The Key to Solving the Replication Crisis Is … Intellectual Humility?

[From the article “Intellectual humility: the importance of knowing you might be wrong” by Brian Resnick, published at Vox]
Julia Rohrer wants to create a radical new culture for social scientists. A personality psychologist at the Max Planck Institute for Human Development, Rohrer is trying to get her peers to publicly, willingly admit it when they are wrong.”
“To do this, she, along with some colleagues, started up something called the Loss of Confidence Project. It’s designed to be an academic safe space for researchers to declare for all to see that they no longer believe in the accuracy of one of their previous findings.
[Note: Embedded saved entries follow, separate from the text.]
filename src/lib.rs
//! # ntuple-harvester
//!
//! Batch **merge planning and post-merge validation** for ntuple
//! production outputs scattered across heterogeneous storage backends.
//!
//! A production campaign leaves each dataset's output split over many
//! small files, on local disk or behind remote protocols (xrootd, srm,
//! dcap). This crate does two coupled jobs:
//!
//! - **Merge planning** - walk one or more input roots, group every
//!   unmerged file by dataset, and emit one backend-appropriate merge
//!   script per dataset (local `hadd`, or `hadd` plus a `gfal-copy` /
//!   `xrdcp` relay step), bundled with a manifest for a parallel runner.
//! - **Validation** - open every merged file, extract per-pipeline event
//!   counts and friend-file row counts, reconcile them against an
//!   external expectation database, and classify each dataset into four
//!   failure categories written as plain-text reports.
//!
//! ## Quick Start
//!
//! ```no_run
//! use ntuple_harvester::*;
//! use regex::Regex;
//! # use anyhow::Result;
//!
//! # fn main() -> Result<()> {
//! // Resolve backend modes from endpoint flags (none set → all local).
//! let (input, output) = backend::resolve(&backend::Endpoints::default())?;
//!
//! // Group unmerged files by dataset across two production directories.
//! let storage = storage::LocalStorage::new();
//! let groups = group::collect_groups(
//!     &storage,
//!     &input,
//!     &["/store/user/jobs_v1".into(), "/store/user/jobs_v2".into()],
//!     &Regex::new(".*")?,
//!     group::FileKind::Ntuple,
//! )?;
//!
//! // Plan the merges and write the script bundle.
//! let config = plan::PlanConfig {
//!     output,
//!     output_root: "/store/user".into(),
//!     target_dir: "merged_v1".into(),
//! };
//! let scripts = plan::plan_all(&config, &storage, &groups)?;
//! plan::write_bundle(std::path::Path::new("merging"), &scripts)?;
//! # Ok(())
//! # }
//! ```
//!
//! ## Module Overview
//!
//! - [`backend`] - endpoint resolution into input/output modes
//! - [`storage`] - directory listing and creation behind a backend seam
//! - [`group`] - dataset discovery and grouping across input roots
//! - [`plan`] - merge script rendering and the compressed bundle
//! - [`ntuple`] - accessor seam for structured output files
//! - [`expect`] - expectation database and pipeline-count table
//! - [`extract`] - per-dataset extraction, optionally in a worker pool
//! - [`check`] - four-stage reconciliation into categorized results
//! - [`report`] - plain-text report emission
//! - [`dispatch`] - parallel execution of a planned bundle
//! - [`natsort`] - natural alphanumeric ordering for dataset names
//! - [`testing`] - fixtures for the integration suites

pub mod backend;
pub mod check;
pub mod dispatch;
pub mod expect;
pub mod extract;
pub mod group;
pub mod natsort;
pub mod ntuple;
pub mod plan;
pub mod report;
pub mod storage;
pub mod testing;

// General re-exports
pub use backend::{Endpoints, InputMode, OutputMode};
pub use check::{CheckReport, CountComparison, compare_counts, run_checks};
pub use expect::{DatasetDatabase, PipelineCounts};
pub use extract::{ExtractionRecord, FriendRoot, RecordStore};
pub use group::{DatasetGroups, FileKind};
pub use natsort::{natural_cmp, sorted_naturally};
pub use plan::{MergeScript, PlanConfig};
pub use storage::{DirEntry, DirectoryLister, StorageBackend};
The effort recently yielded a paper that includes six admissions of no confidence. And it’s accepting submissions until January 31.”
“…The project is timely because a large number of scientific findings have been disproven, or become more doubtful, in recent years. One high-profile effort to retest 100 psychological experiments found only 40 percent replicated with more rigorous methods. It’s been a painful period for social scientists, who’ve had to deal with failed replications of classic studies and realize their research practices are often weak.”
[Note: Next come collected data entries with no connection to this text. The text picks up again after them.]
//! Accessor seam for structured ntuple output files.
//!
//! The binary format reader is an external collaborator; validation only
//! needs the small surface below: open a file, tell whether it was
//! recovered from a truncated write, enumerate its top-level groupings
//! ("pipelines"), and read two kinds of per-grouping numbers: a scalar
//! from a bookkeeping histogram's first bin and the row count of a data
//! table. Absent objects read as zero; open failures and recovered files
//! are reported through [`OpenError`] and [`NtupleFile::is_recovered`] and
//! treated upstream exactly like a missing source file.

use serde::Deserialize;
use std::collections::{BTreeMap, HashMap};
use std::error::Error;
use std::fmt;
use std::process::Command;
use std::sync::{Arc, Mutex};

/// Bookkeeping histogram holding the weighted event count in its first bin.
pub const BOOKKEEPING_HISTOGRAM: &str = "cutFlowUnweighted";

/// Data table whose row count is the raw (unweighted) event count.
pub const EVENT_TABLE: &str = "ntuple";

/// Failure to open a structured file.
#[derive(Debug, Clone)]
pub struct OpenError {
    pub location: String,
    pub message: String,
}

impl fmt::Display for OpenError {
    fn fmt(&self, f: &mut fmt::Formatter<'_>) -> fmt::Result {
        write!(f, "cannot open {}: {}", self.location, self.message)
    }
}

impl Error for OpenError {}

/// One opened structured file.
pub trait NtupleFile {
    /// Whether the file was recovered after a truncated write. Recovered
    /// files carry unreliable contents and are skipped wholesale.
    fn is_recovered(&self) -> bool;

    /// Names of the top-level groupings, unordered.
    fn groupings(&self) -> Vec<String>;

    /// First-bin content of `histogram` under `grouping`; 0.0 when either
    /// is absent.
    fn read_scalar(&self, grouping: &str, histogram: &str) -> f64;

    /// Row count of `table` under `grouping`; 0 when either is absent.
    fn read_row_count(&self, grouping: &str, table: &str) -> u64;
}

/// Opens structured files at backend-qualified locations.
pub trait NtupleSource: Send + Sync {
    /// # Errors
    ///
    /// Returns [`OpenError`] when the file does not exist or cannot be
    /// read as a structured file.
    fn open(&self, location: &str) -> Result<Box<dyn NtupleFile>, OpenError>;
}

// ============================================================================
// Command-backed source
// ============================================================================

/// One grouping's numbers as printed by an external dumper.
#[derive(Debug, Clone, Default, Deserialize)]
pub struct GroupingDump {
    #[serde(default)]
    pub scalars: BTreeMap<String, f64>,
    #[serde(default)]
    pub rows: BTreeMap<String, u64>,
}

/// JSON shape an external dumper prints for one structured file.
#[derive(Debug, Clone, Default, Deserialize)]
pub struct NtupleDump {
    #[serde(default)]
    pub recovered: bool,
    #[serde(default)]
    pub groupings: BTreeMap<String, GroupingDump>,
}

impl NtupleFile for NtupleDump {
    fn is_recovered(&self) -> bool {
        self.recovered
    }

    fn groupings(&self) -> Vec<String> {
        self.groupings.keys().cloned().collect()
    }

    fn read_scalar(&self, grouping: &str, histogram: &str) -> f64 {
        self.groupings
            .get(grouping)
            .and_then(|g| g.scalars.get(histogram))
            .copied()
            .unwrap_or(0.0)
    }

    fn read_row_count(&self, grouping: &str, table: &str) -> u64 {
        self.groupings
            .get(grouping)
            .and_then(|g| g.rows.get(table))
            .copied()
            .unwrap_or(0)
    }
}

/// Source backed by an external dumper command. The binary-format reader
/// lives outside this crate; the dumper receives the file location as its
/// final argument and prints a [`NtupleDump`] as JSON on stdout.
#[derive(Debug, Clone)]
pub struct CommandNtupleSource {
    program: String,
    args: Vec<String>,
}

impl CommandNtupleSource {
    #[must_use]
    pub fn new(program: impl Into<String>, args: Vec<String>) -> Self {
        Self {
            program: program.into(),
            args,
        }
    }
}

impl NtupleSource for CommandNtupleSource {
    fn open(&self, location: &str) -> Result<Box<dyn NtupleFile>, OpenError> {
        let fail = |message: String| OpenError {
            location: location.to_string(),
            message,
        };

        let output = Command::new(&self.program)
            .args(&self.args)
            .arg(location)
            .output()
            .map_err(|e| fail(format!("{}: {e}", self.program)))?;
        if !output.status.success() {
            return Err(fail(format!(
                "{} exited with {}",
                self.program, output.status
            )));
        }

        let dump: NtupleDump = serde_json::from_slice(&output.stdout)
            .map_err(|e| fail(format!("unparseable dump: {e}")))?;
        Ok(Box::new(dump))
    }
}

// ============================================================================
// Fake implementation for testing
// ============================================================================

/// In-memory stand-in for one structured file.
#[derive(Debug, Clone, Default)]
pub struct FakeNtuple {
    recovered: bool,
    groupings: Vec<String>,
    scalars: HashMap<(String, String), f64>,
    rows: HashMap<(String, String), u64>,
}

impl FakeNtuple {
    #[must_use]
    pub fn new() -> Self {
        Self::default()
    }

    /// A file flagged as recovered from a truncated write.
    #[must_use]
    pub fn recovered() -> Self {
        Self {
            recovered: true,
            ..Self::default()
        }
    }

    /// Add a grouping with no histogram and no table.
    #[must_use]
    pub fn with_grouping(mut self, name: &str) -> Self {
        self.groupings.push(name.to_string());
        self
    }

    #[must_use]
    pub fn with_scalar(mut self, grouping: &str, histogram: &str, value: f64) -> Self {
        self.scalars
            .insert((grouping.to_string(), histogram.to_string()), value);
        self
    }

    #[must_use]
    pub fn with_rows(mut self, grouping: &str, table: &str, rows: u64) -> Self {
        self.rows
            .insert((grouping.to_string(), table.to_string()), rows);
        self
    }

    /// Add a grouping carrying the standard bookkeeping histogram and
    /// event table in one call.
    #[must_use]
    pub fn with_pipeline(self, name: &str, weighted: f64, rows: u64) -> Self {
        self.with_grouping(name)
            .with_scalar(name, BOOKKEEPING_HISTOGRAM, weighted)
            .with_rows(name, EVENT_TABLE, rows)
    }
}

impl NtupleFile for FakeNtuple {
    fn is_recovered(&self) -> bool {
        self.recovered
    }

    fn groupings(&self) -> Vec<String> {
        self.groupings.clone()
    }

    fn read_scalar(&self, grouping: &str, histogram: &str) -> f64 {
        self.scalars
            .get(&(grouping.to_string(), histogram.to_string()))
            .copied()
            .unwrap_or(0.0)
    }

    fn read_row_count(&self, grouping: &str, table: &str) -> u64 {
        self.rows
            .get(&(grouping.to_string(), table.to_string()))
            .copied()
            .unwrap_or(0)
    }
}

/// In-memory source mapping locations to [`FakeNtuple`]s.
#[derive(Clone, Default)]
pub struct FakeNtupleSource {
    files: Arc<Mutex<HashMap<String, FakeNtuple>>>,
}

impl FakeNtupleSource {
    #[must_use]
    pub fn new() -> Self {
        Self::default()
    }

    /// Register a file at `location`.
    ///
    /// # Panics
    ///
    /// Panics if the file-map mutex is poisoned.
    pub fn add_file(&self, location: &str, file: FakeNtuple) {
        self.files
            .lock()
            .expect("file map mutex poisoned")
            .insert(location.to_string(), file);
    }
}

impl NtupleSource for FakeNtupleSource {
    fn open(&self, location: &str) -> Result<Box<dyn NtupleFile>, OpenError> {
        self.files
            .lock()
            .expect("file map mutex poisoned")
            .get(location)
            .cloned()
            .map(|f| Box::new(f) as Box<dyn NtupleFile>)
            .ok_or_else(|| OpenError {
                location: location.to_string(),
                message: "no such file".to_string(),
            })
    }
}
“…For the past few months, I’ve been talking to many scholars about intellectual humility, the crucial characteristic that allows for admission of wrongness.”
“…I’ve also realized how difficult it is to foster intellectual humility. In my reporting on this, I’ve learned there are three main challenges on the path to humility:”
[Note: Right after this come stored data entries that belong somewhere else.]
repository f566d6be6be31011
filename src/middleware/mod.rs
pub mod request_id;
pub mod movie;
pub mod user;

pub use movie::{validate_features, Movie, MovieId, MAX_FEATURE, MIN_FEATURE};
pub use user::{validate_rating, RatingMap, User, MAX_RATING, MIN_RATING};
1) “In order for us to acquire more intellectual humility, we all, even the smartest among us, need to better appreciate our cognitive blind spots. Our minds are more imperfect and imprecise than we’d often like to admit. Our ignorance can be invisible.”
2) “Even when we overcome that immense challenge and figure out our errors, we need to remember we won’t necessarily be punished for saying, “I was wrong.” And we need to be braver about saying it. We need a culture that celebrates those words.”
3) “We’ll never achieve perfect intellectual humility. So we need to choose our convictions thoughtfully.”